Uma legislação tão rigorosa como a que temos agora acaba desestimulando até mesmo a colaboração do motorista, que certamente vai raciocinar da seguinte maneira: é melhor não fazer nenhum tipo de teste e deixar que tudo seja julgado pelos “sinais indicadores da embriaguez”, que implicam uma valoração subjetiva fluida e lotérica. Soprando o etilômetro, com certeza vai haver punição e até mesmo injustiça. Não soprando, pode ser que sim, pode ser que não. Logo…

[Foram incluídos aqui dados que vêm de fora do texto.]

//! BLAKE3-derived record identifiers
//!
//! Dictionary sections and entries are addressed by a 128-bit identifier
//! derived from their parent path and logical key, so importing the same
//! key at the same location always lands on the same record.

use anyhow::{Context, Result};
use serde::{Deserialize, Serialize};
use std::str::FromStr;
use ulid::Ulid;

/// A 128-bit record identifier
///
/// Rendered as an upper-case braced GUID: `{0A1B2C3D-...}`.
#[derive(Copy, Clone, Hash, Eq, PartialEq, Ord, PartialOrd, Serialize, Deserialize)]
pub struct ItemId([u8; 16]);

impl ItemId {
    /// Create an identifier from raw bytes
    pub const fn from_bytes(bytes: [u8; 16]) -> Self {
        Self(bytes)
    }

    /// Get the identifier as a byte slice
    pub fn as_bytes(&self) -> &[u8; 16] {
        &self.0
    }

    /// Allocate a fresh identifier for name-based creation
    ///
    /// Not deterministic: two calls never return the same value.
    pub fn generate() -> Self {
        Self(Ulid::new().0.to_be_bytes())
    }

    /// Upper-case hex without separators
    pub fn to_hex(&self) -> String {
        hex::encode_upper(self.0)
    }

    /// Parse a braced or bare GUID; hyphens are optional
    pub fn parse(text: &str) -> Result<Self> {
        let trimmed = text.trim();
        let inner = trimmed
            .strip_prefix('{')
            .and_then(|rest| rest.strip_suffix('}'))
            .unwrap_or(trimmed);

        let digits: String = inner.chars().filter(|c| *c != '-').collect();
        if digits.len() != 32 {
            anyhow::bail!(
                "Invalid identifier length: expected 32 hex digits, got {}",
                digits.len()
            );
        }

        let mut bytes = [0u8; 16];
        hex::decode_to_slice(&digits, &mut bytes)
            .with_context(|| format!("Invalid identifier: {}", text))?;
        Ok(Self(bytes))
    }
}

impl FromStr for ItemId {
    type Err = anyhow::Error;

    fn from_str(s: &str) -> Result<Self> {
        Self::parse(s)
    }
}

impl std::fmt::Debug for ItemId {
    fn fmt(&self, f: &mut std::fmt::Formatter<'_>) -> std::fmt::Result {
        write!(f, "ItemId({})", self)
    }
}

impl std::fmt::Display for ItemId {
    fn fmt(&self, f: &mut std::fmt::Formatter<'_>) -> std::fmt::Result {
        let hex = self.to_hex();
        write!(
            f,
            "{{{}-{}-{}-{}-{}}}",
            &hex[0..8],
            &hex[8..12],
            &hex[12..16],
            &hex[16..20],
            &hex[20..32]
        )
    }
}

/// Maps a seed string into the identifier space
///
/// Implementations must be pure: the same seed yields the same identifier
/// on every run and every platform, otherwise re-imports duplicate records.
pub trait IdentityScheme: Send + Sync {
    /// Derive the identifier for a seed
    fn derive(&self, seed: &str) -> ItemId;
}

/// Default scheme: first 16 bytes of the BLAKE3 digest of the seed
#[derive(Debug, Clone, Copy, Default)]
pub struct Blake3Identity;

impl IdentityScheme for Blake3Identity {
    fn derive(&self, seed: &str) -> ItemId {
        let hash = blake3::hash(seed.as_bytes());
        let mut bytes = [0u8; 16];
        bytes.copy_from_slice(&hash.as_bytes()[..16]);
        ItemId::from_bytes(bytes)
    }
}

/// Case-folded `{parent_path}/{logical_key}` seed
pub fn identity_seed(parent_path: &str, logical_key: &str) -> String {
    format!("{}/{}", parent_path, logical_key).to_lowercase()
}

/// Derive the identifier of `logical_key` under `parent_path`
pub fn derive_id(parent_path: &str, logical_key: &str) -> ItemId {
    derive_id_with(&Blake3Identity, parent_path, logical_key)
}

/// Derive with an explicit scheme
pub fn derive_id_with(
    scheme: &dyn IdentityScheme,
    parent_path: &str,
    logical_key: &str,
) -> ItemId {
    scheme.derive(&identity_seed(parent_path, logical_key))
}
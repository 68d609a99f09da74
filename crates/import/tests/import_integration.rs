//! End-to-end importer runs against in-memory stores

mod common;

use common::{document, record_at, value_in, Fixture, DICTIONARY};
use phrasebook_core::{
    derive_id, ContentStore, DomainLookup, ItemId, Language, MemoryStore, Record, Template,
};
use phrasebook_import::{ImportError, Toggle};
use phrasebook_journal::{JobState, JobView};
use rand::rngs::StdRng;
use rand::{Rng, SeedableRng};
use std::sync::Arc;

const HELLO: &str =
    r#"<sitecore><phrase key="Hello"><en>Hello</en><fr>Bonjour</fr></phrase></sitecore>"#;

#[test]
fn test_hello_creates_bucket_and_entry() {
    let fx = Fixture::new();
    let (status, result) = fx.import(HELLO, &["en", "fr"]);

    let summary = result.unwrap();
    assert_eq!(summary.processed, 1);
    assert_eq!(status.state(), JobState::Finished);
    assert_eq!(status.total(), 1);
    assert_eq!(status.processed(), 1);
    assert!(status.messages().is_empty());

    let snapshot = fx.core.snapshot();
    assert_eq!(
        snapshot.children_of(DICTIONARY),
        vec!["/sitecore/system/Dictionary/H"]
    );
    assert_eq!(
        snapshot.children_of("/sitecore/system/Dictionary/H"),
        vec!["/sitecore/system/Dictionary/H/Hello"]
    );

    let entry = snapshot.get("/sitecore/system/Dictionary/H/Hello").unwrap();
    assert_eq!(entry.id, derive_id("/sitecore/system/Dictionary/H", "Hello"));
    assert_eq!(entry.shared.get("Key").map(String::as_str), Some("Hello"));
    assert_eq!(entry.value_in("en", "Phrase"), "Hello");
    assert_eq!(entry.value_in("fr", "Phrase"), "Bonjour");
}

#[test]
fn test_reimport_is_idempotent() {
    let fx = Fixture::new();
    let xml = document(&[
        r#"<phrase key="Hello"><en>Hello</en><fr>Bonjour</fr></phrase>"#,
        r#"<phrase key="hello"><en>hi</en></phrase>"#,
        r#"<phrase key="Goodbye"><en>Goodbye</en><fr>Au revoir</fr></phrase>"#,
        r#"<phrase><en>Thanks</en></phrase>"#,
    ]);

    let (_, first) = fx.import(&xml, &["en", "fr"]);
    first.unwrap();
    let after_first = fx.core.snapshot();

    let (status, second) = fx.import(&xml, &["en", "fr"]);
    assert_eq!(second.unwrap().processed, 4);
    assert_eq!(status.processed(), 4);
    assert_eq!(fx.core.snapshot(), after_first);
}

#[test]
fn test_same_name_different_keys_get_distinct_entries() {
    let fx = Fixture::new();
    let xml = document(&[
        r#"<phrase key="Hello"><en>Hello</en></phrase>"#,
        r#"<phrase key="hello"><en>hello, lower</en></phrase>"#,
        r#"<phrase key="Hello!"><en>Hello, loud</en></phrase>"#,
    ]);
    let (status, result) = fx.import(&xml, &["en"]);
    result.unwrap();
    assert!(status.messages().is_empty());

    let store = fx.core.as_ref();
    let plain = record_at(store, "/sitecore/system/Dictionary/H/Hello");
    let lower = record_at(store, "/sitecore/system/Dictionary/H/Hello_1");
    let loud = record_at(store, "/sitecore/system/Dictionary/H/Hello_2");

    assert_eq!(plain.value("Key"), "Hello");
    assert_eq!(lower.value("Key"), "hello");
    assert_eq!(loud.value("Key"), "Hello!");
    assert_eq!(value_in(store, &lower.id, "en", "Phrase"), "hello, lower");
    assert_eq!(value_in(store, &loud.id, "en", "Phrase"), "Hello, loud");
}

#[test]
fn test_phrase_without_key_is_isolated() {
    let fx = Fixture::new();
    let xml = document(&[
        r#"<phrase key=""><fr>Sans clé</fr></phrase>"#,
        r#"<phrase key="World"><en>World</en></phrase>"#,
    ]);
    let (status, result) = fx.import(&xml, &["en", "fr"]);

    assert_eq!(result.unwrap().skipped, 1);
    assert_eq!(status.state(), JobState::Finished);
    assert_eq!(status.processed(), 2);

    let messages = status.messages();
    assert_eq!(messages.len(), 1);
    assert!(messages[0].starts_with("Missing key in \"<phrase key=\"\">"));

    let snapshot = fx.core.snapshot();
    assert_eq!(
        snapshot.children_of(DICTIONARY),
        vec!["/sitecore/system/Dictionary/W"]
    );
}

#[test]
fn test_invalid_name_is_logged_with_reason() {
    let fx = Fixture::new();
    let xml = document(&[r#"<phrase key="?!?"><en>x</en></phrase>"#]);
    let (status, result) = fx.import(&xml, &["en"]);

    result.unwrap();
    let messages = status.messages();
    assert_eq!(messages.len(), 1);
    assert!(messages[0].starts_with("An item name cannot be blank. in \"<phrase"));
    assert!(fx.core.snapshot().children_of(DICTIONARY).is_empty());
}

#[test]
fn test_long_keys_never_exceed_max_name_length() {
    let mut rng = StdRng::seed_from_u64(0x5eed);
    let fx = Fixture::new();
    let max = fx.config.max_name_length;

    let base: String = (0..max + 20)
        .map(|_| rng.gen_range(b'a'..=b'z') as char)
        .collect();
    let keys: Vec<String> = (0..12)
        .map(|i| format!("{}{}", base, i))
        .collect();
    let phrases: Vec<String> = keys
        .iter()
        .map(|key| format!(r#"<phrase key="{0}"><en>{0}</en></phrase>"#, key))
        .collect();
    let phrase_refs: Vec<&str> = phrases.iter().map(String::as_str).collect();

    let (status, result) = fx.import(&document(&phrase_refs), &["en"]);
    result.unwrap();
    assert!(status.messages().is_empty(), "{:?}", status.messages());

    let bucket = base[..1].to_uppercase();
    let bucket_path = format!("{}/{}", DICTIONARY, bucket);
    let snapshot = fx.core.snapshot();
    let entries = snapshot.children_of(&bucket_path);
    assert_eq!(entries.len(), keys.len());

    for path in entries {
        let name = path.rsplit('/').next().unwrap();
        assert!(name.chars().count() <= max, "{} is too long", name);
    }
    let stored: Vec<&str> = snapshot
        .items
        .values()
        .filter_map(|item| item.shared.get("Key").map(String::as_str))
        .collect();
    for key in &keys {
        assert!(stored.contains(&key.as_str()));
    }
}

Luiz Flávio Gomes, jurista e professor, preside o Instituto Avante Brasil 
 institutoavantebrasil.com.br


Gostei muito desse texto do Luiz Flávio!Este é um dos muitos exemplos do atraso do nosso país.Uma lei que a princípio deveria ser um avanço nada mais é do que um engodo para o povo.E eu fico me perguntando: a quem interessa uma lei tão rígida assim?Quem está realmente ganhando com ela? Porque o número de acidentes no trânsito não diminue!As estatísticas são altas sempre!Não é possível fiscalizar todo mundo o tempo todo, ao mesmo tempo!A fiscalização é aleatória!Aqui em Brasília basta o dono do bar pagar a"caixinha" que não tem fiscalização perto, mas se parar de pagar, tem sim, toda noite uma blitz na porta do seu estabalecimento...Que lei é essa???????Brasileiro é bicho burro mesmo!Merece ser tratado como gado!!!O Brasil está no rol de países totalitários e atrasados...estamos equiparados a Etiópia e ao Azerbaijão!!!Também com uma população que não questiona nada!Aceita tudo de cabeça baixa!Só podia estar no mesmo rol da Etiópia!


E aqui esta jornalista pergunta:onde estão as estatísticas deste mesmo governo( que não é o meu governo) sobre os acidentes de trânsito causados pelas más condições das estradas brasileiras?Qual é o percentual de vítimas dos buracos?Quantas pessoas morreram e quantas ficaram feridas ou com sequelas pela falta de sinalização e falta de iluminação das vias e rodovias deste país? O mesmo Contran e os outros órgãos fiscalizadores deveriam divulgar para a população estes números com a mesma veemência que divulgam a chanchada dessa "Nova Leia Seca".Vá você cidadão perguntar sobre estes números! O Contran e os demais órgãos simplesmente  não sabem!!! Para mim esta "Nova Lei" tem uma máfia por trás!E que máfia!!!